Hamas meresponnya dengan menembakkan roket dan mortar ke Israel sementara menekankan keinginannya untuk mencari gencatan senjata jangka panjang, yang kemungkinan berlangsung 10 tahun lebih. Ini sebenarnya bukan niatan baik Hamas karena Hamas menyadari ketidakseimbangan kekuatan kedua belah pihak. Israel tidak memiliki keinginan sama sekali dengan gencatan senjata dan semakin mengintensifkan tekanan ekonomi atas Gaza. Tetapi Musim Semi 2008, tekanan para penduduk Israel yang tinggal dibawah serangan roket mendorong pemerintah setuju atas gencatan senjata selama enam bulan yang mulai 19 Juni. Perjanjian ini yang formalnya berakhir 19 Desember menjadi jalan bagi perang yang pecah pada 27 Desember.

Para pejabat  Israel menyalahkan Hamas karena merusak gencatan senjata. Pandangan yang secara luas diterima di AS namun sejatinya tidak benar. Para pemimpin Israel tidak suka gencatan senjata dari awal. Menhan Ehud Barak memerintahkan militer Israel mempersiapkan perang saat gencatan senjata dinegosiasikan di Juni 2008. Lebih jauh, Dan Gillerman, mantan duta besar Israel di PBB melaporkan bahwa Israel mulai mempersiapkan kampanye propaganda perang beberapa bulan sebelum perang yang sekarang ini pecah.

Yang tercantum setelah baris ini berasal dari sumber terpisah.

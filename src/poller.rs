use std::convert::Infallible;
use std::time::Duration;

use chrono::Utc;
use tokio::time::sleep;
use tracing::{debug, error, info, warn};

use crate::bridge::{Entities, StateBridge};
use crate::config::TrackerConfig;
use crate::error::TrackerError;
use crate::home_assistant::StoreConnector;
use crate::state_machine::{
    CycleOutcome, CycleRecord, FailureKind, RetryConfig, StateMachine, Tracker, Transition,
};
use crate::ubereats::StatusResolver;

/// Value Home Assistant reports for an `input_text` that has never been set.
const UNKNOWN_SENTINEL: &str = "unknown";

/// Polls the tracked order on a fixed interval and mirrors its status into
/// Home Assistant.
pub struct Poller<R, C> {
    resolver: R,
    connector: C,
    entities: Entities,
    poll_interval: Duration,
    retry: RetryConfig,
}

impl<R: StatusResolver, C: StoreConnector> Poller<R, C> {
    pub fn new(
        resolver: R,
        connector: C,
        entities: Entities,
        poll_interval: Duration,
        retry: RetryConfig,
    ) -> Self {
        Self {
            resolver,
            connector,
            entities,
            poll_interval,
            retry,
        }
    }

    pub fn from_config(config: &TrackerConfig, resolver: R, connector: C) -> Self {
        Self::new(
            resolver,
            connector,
            Entities {
                sensor: config.sensor_entity_id.clone(),
                url: config.url_entity_id.clone(),
            },
            config.poll_interval(),
            config.retry_config(),
        )
    }

    /// Run one poll cycle.
    ///
    /// The store session lives for this call only and is dropped on every
    /// return path, including errors.
    pub async fn run_cycle(&self) -> Result<CycleOutcome, TrackerError> {
        let session = self.connector.connect().await?;
        let bridge = StateBridge::new(&session, &self.entities);

        let link = bridge.read_tracked_link().await?;
        if !is_tracked(&link) {
            info!(
                "No order URL found, sleeping for {} seconds",
                self.poll_interval.as_secs()
            );
            return Ok(CycleOutcome::NoTrackedLink);
        }

        let status = self.resolver.resolve(&link).await?;
        bridge.write_status(&status).await?;
        let cleared = bridge.clear_link_if_delivered(&status).await?;
        Ok(CycleOutcome::StatusWritten { status, cleared })
    }

    /// Poll forever. Only returns once the tracker crashes, with the error
    /// of the cycle that crashed it.
    pub async fn run(&self) -> Result<Infallible, TrackerError> {
        let mut tracker = Tracker::new(self.retry.clone());
        info!(
            sensor = %self.entities.sensor,
            url = %self.entities.url,
            interval_secs = self.poll_interval.as_secs(),
            "order tracker started"
        );

        loop {
            let started_at = Utc::now();
            let from = tracker.state;
            let result = self.run_cycle().await;
            let outcome = match &result {
                Ok(outcome) => outcome.clone(),
                Err(err) => CycleOutcome::Failed(FailureKind::from(err)),
            };

            let transition = StateMachine::next(&mut tracker, outcome.clone());
            let record = CycleRecord::new(&tracker, from, outcome, started_at);
            debug!(
                record = %serde_json::to_string(&record).unwrap_or_default(),
                "cycle complete"
            );

            let delay = match (transition, result) {
                (Transition::Next(_), _) => self.poll_interval,
                (Transition::Retry { attempt, reason }, _) => {
                    let delay_ms = self.retry.delay_for_attempt(attempt);
                    warn!(
                        attempt,
                        max = self.retry.max_retries,
                        delay_ms,
                        "{reason}, retrying"
                    );
                    Duration::from_millis(delay_ms)
                }
                (Transition::Crash(reason), Err(err)) => {
                    error!(state = %tracker.state, "{reason}");
                    return Err(err);
                }
                // Only a failed cycle can crash a live tracker, and this loop
                // returns on the first crash.
                (Transition::Crash(reason), Ok(_)) => {
                    unreachable!("tracker crashed after a successful cycle: {reason}")
                }
            };
            sleep(delay).await;
        }
    }
}

fn is_tracked(link: &str) -> bool {
    !link.is_empty() && link != UNKNOWN_SENTINEL
}
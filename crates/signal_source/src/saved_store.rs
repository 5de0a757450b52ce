//! Persistence hook for bookmarked signals.
//!
//! The dashboard core never decides whether saved ids outlive a session.
//! The binary picks an implementation: [`InMemorySavedStore`] keeps them for
//! the process lifetime, [`RonSavedStore`] writes them to disk.

use std::path::{Path, PathBuf};
use std::sync::Mutex;

use feed_logging::{feed_error, feed_info};
use serde::{Deserialize, Serialize};
use signal_core::SignalId;

use crate::persist::{write_atomically, PersistError};

pub trait SavedSignalStore: Send + Sync {
    fn load(&self) -> Result<Vec<SignalId>, PersistError>;
    fn save(&self, ids: &[SignalId]) -> Result<(), PersistError>;
}

#[derive(Debug, Default)]
pub struct InMemorySavedStore {
    ids: Mutex<Vec<SignalId>>,
}

impl InMemorySavedStore {
    pub fn new() -> Self {
        Self::default()
    }
}

fn poisoned<T>(err: std::sync::PoisonError<T>) -> PersistError {
    feed_error!("In-memory saved store lock poisoned: {}", err);
    PersistError::Unavailable(err.to_string())
}

impl SavedSignalStore for InMemorySavedStore {
    fn load(&self) -> Result<Vec<SignalId>, PersistError> {
        let ids = self.ids.lock().map_err(poisoned)?;
        Ok(ids.clone())
    }

    fn save(&self, ids: &[SignalId]) -> Result<(), PersistError> {
        let mut stored = self.ids.lock().map_err(poisoned)?;
        *stored = ids.to_vec();
        Ok(())
    }
}

#[derive(Debug, Clone, Serialize, Deserialize)]
enum PersistedId {
    Num(u64),
    Text(String),
}

#[derive(Debug, Clone, Serialize, Deserialize, Default)]
struct PersistedSaved {
    saved: Vec<PersistedId>,
}

/// Saved ids in a RON file, replaced atomically on every save.
#[derive(Debug, Clone)]
pub struct RonSavedStore {
    path: PathBuf,
}

impl RonSavedStore {
    pub fn new(path: impl Into<PathBuf>) -> Self {
        Self { path: path.into() }
    }

    pub fn path(&self) -> &Path {
        &self.path
    }
}

impl SavedSignalStore for RonSavedStore {
    fn load(&self) -> Result<Vec<SignalId>, PersistError> {
        let content = match std::fs::read_to_string(&self.path) {
            Ok(text) => text,
            Err(err) if err.kind() == std::io::ErrorKind::NotFound => return Ok(Vec::new()),
            Err(err) => return Err(err.into()),
        };

        let state: PersistedSaved =
            ron::from_str(&content).map_err(|err| PersistError::Parse(err.to_string()))?;
        let ids: Vec<SignalId> = state
            .saved
            .into_iter()
            .map(|id| match id {
                PersistedId::Num(n) => SignalId::Num(n),
                PersistedId::Text(s) => SignalId::Text(s),
            })
            .collect();

        feed_info!("Loaded {} saved signal ids from {:?}", ids.len(), self.path);
        Ok(ids)
    }

    fn save(&self, ids: &[SignalId]) -> Result<(), PersistError> {
        let state = PersistedSaved {
            saved: ids
                .iter()
                .map(|id| match id {
                    SignalId::Num(n) => PersistedId::Num(*n),
                    SignalId::Text(s) => PersistedId::Text(s.clone()),
                })
                .collect(),
        };

        let pretty = ron::ser::PrettyConfig::new();
        let content = ron::ser::to_string_pretty(&state, pretty)
            .map_err(|err| PersistError::Serialize(err.to_string()))?;
        write_atomically(&self.path, &content)
    }
}
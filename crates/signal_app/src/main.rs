mod config;
mod effects;
mod logging;
mod render;

use std::path::PathBuf;
use std::sync::Arc;
use std::time::Duration;

use anyhow::{bail, Context};
use clap::{Parser, Subcommand};
use feed_logging::feed_info;
use signal_core::{CategoryToggle, DashboardState, Msg, SignalCategory, SignalId, ViewFilter};
use signal_source::{
    FetchSettings, FixtureSource, InMemorySavedStore, RestSignalFetcher, RonSavedStore,
    SavedSignalStore, SignalSource,
};

use config::{AppConfig, DEFAULT_FIXTURE};
use effects::EffectRunner;

#[derive(Debug, Parser)]
#[command(name = "signal_app", about = "Browse the research signal feed")]
struct Cli {
    /// Path to the RON configuration file.
    #[arg(long, default_value = "dashboard.ron")]
    config: PathBuf,
    /// Load signals from a JSON fixture instead of the configured source.
    #[arg(long)]
    fixture: Option<PathBuf>,
    #[command(subcommand)]
    command: Command,
}

#[derive(Debug, Subcommand)]
enum Command {
    /// List the visible signals.
    List {
        /// View lens: all, saved, or a named view such as competitor_watch.
        #[arg(long)]
        view: Option<String>,
        /// Case-insensitive text matched against titles and category labels.
        #[arg(long, default_value = "")]
        search: String,
        /// Restrict to categories; repeatable.
        #[arg(long = "category")]
        categories: Vec<String>,
    },
    /// Show one signal in full.
    Show { id: String },
    /// Toggle the bookmark on a signal.
    Save { id: String },
}

impl Command {
    fn messages(&self) -> Vec<Msg> {
        match self {
            Command::List {
                view,
                search,
                categories,
            } => {
                // Category toggles reset the view, so they go first.
                let mut msgs: Vec<Msg> = categories
                    .iter()
                    .map(|key| {
                        Msg::CategoryToggled(CategoryToggle::Category(SignalCategory::from_key(
                            key,
                        )))
                    })
                    .collect();
                if let Some(view) = view {
                    let view = ViewFilter::parse(view);
                    if view != ViewFilter::All {
                        msgs.push(Msg::ViewFilterChanged(view));
                    }
                }
                msgs.push(Msg::SearchChanged(search.clone()));
                msgs
            }
            Command::Show { id } => vec![Msg::SignalSelected(SignalId::parse(id))],
            Command::Save { id } => vec![Msg::SaveToggled(SignalId::parse(id))],
        }
    }
}

fn main() -> anyhow::Result<()> {
    let cli = Cli::parse();
    let config = AppConfig::load(&cli.config)?;
    logging::initialize(config.log, &config.log_level);

    let source = build_source(&cli, &config)?;
    let saved = build_saved_store(&config);
    let mut runner = EffectRunner::new(source, saved).context("cannot start signal source")?;

    let state = DashboardState::with_catalog(config.catalog());
    let state = runner.restore_saved(state);
    let state = runner.dispatch(state, Msg::RefreshRequested);
    let mut state = runner.await_load(state, config.load_timeout());

    for msg in cli.command.messages() {
        state = runner.dispatch(state, msg);
    }

    print!("{}", render::render_notices(&runner.take_notices()));
    let view = state.view();
    match &cli.command {
        Command::Show { id } => match &view.detail {
            Some(detail) => print!("{}", render::render_detail(detail)),
            None => bail!("signal {id} is not in the current feed"),
        },
        Command::List { .. } | Command::Save { .. } => print!("{}", render::render_list(&view)),
    }
    Ok(())
}

fn build_source(cli: &Cli, config: &AppConfig) -> anyhow::Result<Arc<dyn SignalSource>> {
    if let Some(path) = cli.fixture.as_ref().or(config.fixture.as_ref()) {
        feed_info!("Using fixture source {:?}", path);
        return Ok(Arc::new(FixtureSource::new(path)));
    }

    if let Some(backend) = &config.backend {
        let api_key = std::env::var(&backend.api_key_env).with_context(|| {
            format!("environment variable {} is not set", backend.api_key_env)
        })?;
        let mut settings = FetchSettings::new(backend.base_url.clone(), api_key);
        settings.table = backend.table.clone();
        settings.request_timeout = Duration::from_secs(backend.request_timeout_secs);
        feed_info!("Using backend source {}", backend.base_url);
        return Ok(Arc::new(RestSignalFetcher::new(settings)));
    }

    let fallback = PathBuf::from(DEFAULT_FIXTURE);
    if !fallback.is_file() {
        bail!("no signal source configured and {DEFAULT_FIXTURE} does not exist");
    }
    Ok(Arc::new(FixtureSource::new(fallback)))
}

fn build_saved_store(config: &AppConfig) -> Arc<dyn SavedSignalStore> {
    match &config.saved_path {
        Some(path) => Arc::new(RonSavedStore::new(path)),
        None => Arc::new(InMemorySavedStore::new()),
    }
}
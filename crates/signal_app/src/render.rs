use std::fmt::Write;

use signal_core::{
    ChartPayload, DashboardViewModel, Impact, Notice, NoticeLevel, SignalDetailView,
};

pub fn render_notices(notices: &[Notice]) -> String {
    let mut out = String::new();
    for notice in notices {
        let marker = match notice.level {
            NoticeLevel::Success => "+",
            NoticeLevel::Info => "-",
            NoticeLevel::Error => "!",
        };
        let _ = writeln!(out, "[{marker}] {}", notice.message);
    }
    out
}

pub fn render_list(view: &DashboardViewModel) -> String {
    let mut out = String::new();
    let _ = writeln!(out, "{} ({} of {})", view.heading, view.rows.len(), view.total);
    if !view.search_query.is_empty() {
        let _ = writeln!(out, "search: {:?}", view.search_query);
    }

    let categories: Vec<String> = view
        .categories
        .iter()
        .map(|c| {
            let mark = if c.active { "*" } else { "" };
            format!("{}{} ({})", mark, c.label, c.count)
        })
        .collect();
    if !categories.is_empty() {
        let _ = writeln!(out, "categories: {}", categories.join(", "));
    }
    out.push('\n');

    for row in &view.rows {
        let cursor = if row.selected { ">" } else { " " };
        let star = if row.saved { "*" } else { " " };
        let _ = writeln!(
            out,
            "{cursor}{star} {:>6}  {}  {:<18} {:<6} {}",
            row.id.to_string(),
            row.published,
            row.category_label,
            impact_label(row.impact),
            row.title
        );
    }

    if let Some(empty) = &view.empty_state {
        let _ = writeln!(out, "{}", empty.message);
        if empty.can_clear_filters {
            let _ = writeln!(out, "Run `list` without filters to clear them.");
        }
    }
    out
}

pub fn render_detail(detail: &SignalDetailView) -> String {
    let signal = &detail.signal;
    let mut out = String::new();
    let saved = if detail.saved { " [saved]" } else { "" };
    let _ = writeln!(out, "#{} {}{}", signal.id, signal.title, saved);
    let _ = writeln!(
        out,
        "{} | {} impact | {}",
        signal.category.label(),
        impact_label(signal.impact),
        signal.published_at.format("%Y-%m-%d %H:%M UTC")
    );
    let _ = writeln!(out, "Source: {} | score {}", signal.source, signal.score);
    if let Some(definition) = detail.category_definition {
        let _ = writeln!(out, "{definition}");
    }
    let _ = writeln!(out, "\n{}\n\n{}", signal.summary, signal.full_analysis.trim());

    let annex = &signal.annex;
    if !annex.metrics.is_empty() {
        let _ = writeln!(out, "\nMetrics");
        for metric in &annex.metrics {
            let _ = writeln!(
                out,
                "  {:<20} {:>10} {:>8} ({:?})",
                metric.label, metric.value, metric.change, metric.trend
            );
        }
    }
    if let Some(table) = &annex.table {
        let _ = writeln!(out, "\n{}", table.headers.join(" | "));
        for row in &table.rows {
            let _ = writeln!(out, "{}", row.join(" | "));
        }
    }
    if let Some(chart) = &annex.chart {
        let _ = writeln!(out, "\nChart: {}", chart_summary(chart));
    }
    if !annex.sources.is_empty() {
        let _ = writeln!(out, "\nSources");
        for source in &annex.sources {
            let _ = writeln!(out, "  {} <{}>", source.name, source.url);
        }
    }
    if !detail.related.is_empty() {
        let _ = writeln!(out, "\nRelated");
        for related in &detail.related {
            let missing = if related.available { "" } else { " (not loaded)" };
            let _ = writeln!(
                out,
                "  #{} {} - {}{}",
                related.id, related.title, related.date, missing
            );
        }
    }
    out
}

fn chart_summary(chart: &ChartPayload) -> String {
    match chart {
        ChartPayload::Revenue { points } => format!("revenue trend, {} points", points.len()),
        ChartPayload::Correlation {
            x_label,
            y_label,
            points,
        } => format!("{y_label} vs {x_label}, {} points", points.len()),
        ChartPayload::MarketMap {
            x_label,
            y_label,
            points,
            ..
        } => format!("market map {x_label} / {y_label}, {} players", points.len()),
    }
}

fn impact_label(impact: Impact) -> &'static str {
    match impact {
        Impact::High => "high",
        Impact::Medium => "medium",
        Impact::Low => "low",
    }
}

Sementara dipihak Hamas, gerakan Islam ini secara drastis mengurangi jumlah serangan roketnya selama lima bulan pertamanya gencatan senjata. Total dari dua roket yang ditembakkan di wilayah Israel disepanjang September dan Oktober, taksatupun dari Hamas.

Apa yang dilakukan Israel selama periode yang sama? Israel tetap melakukan penahanan dan pembunuhan orang Palestina di Tepi Barat serta melanjutkan pengepungan yang mematikan atas Gaza. Kemudian 4 Nopember ketika rakyat Amerika sedang memilih Presiden barunya, Israel  menyerang terowongan di wilayah Gaza dan membunuh 6 warga Palestina. Ini adalah pelanggaran besar pertama kali dalam gencatan senjata, Sementara rakyat Palestina yang menurut Pusat Informasi Terorisme dan Intelejen Israel –yang “hati-hati mempertahankan gencatan senjata,” merespon serangan itu dengan meluncurkan roket.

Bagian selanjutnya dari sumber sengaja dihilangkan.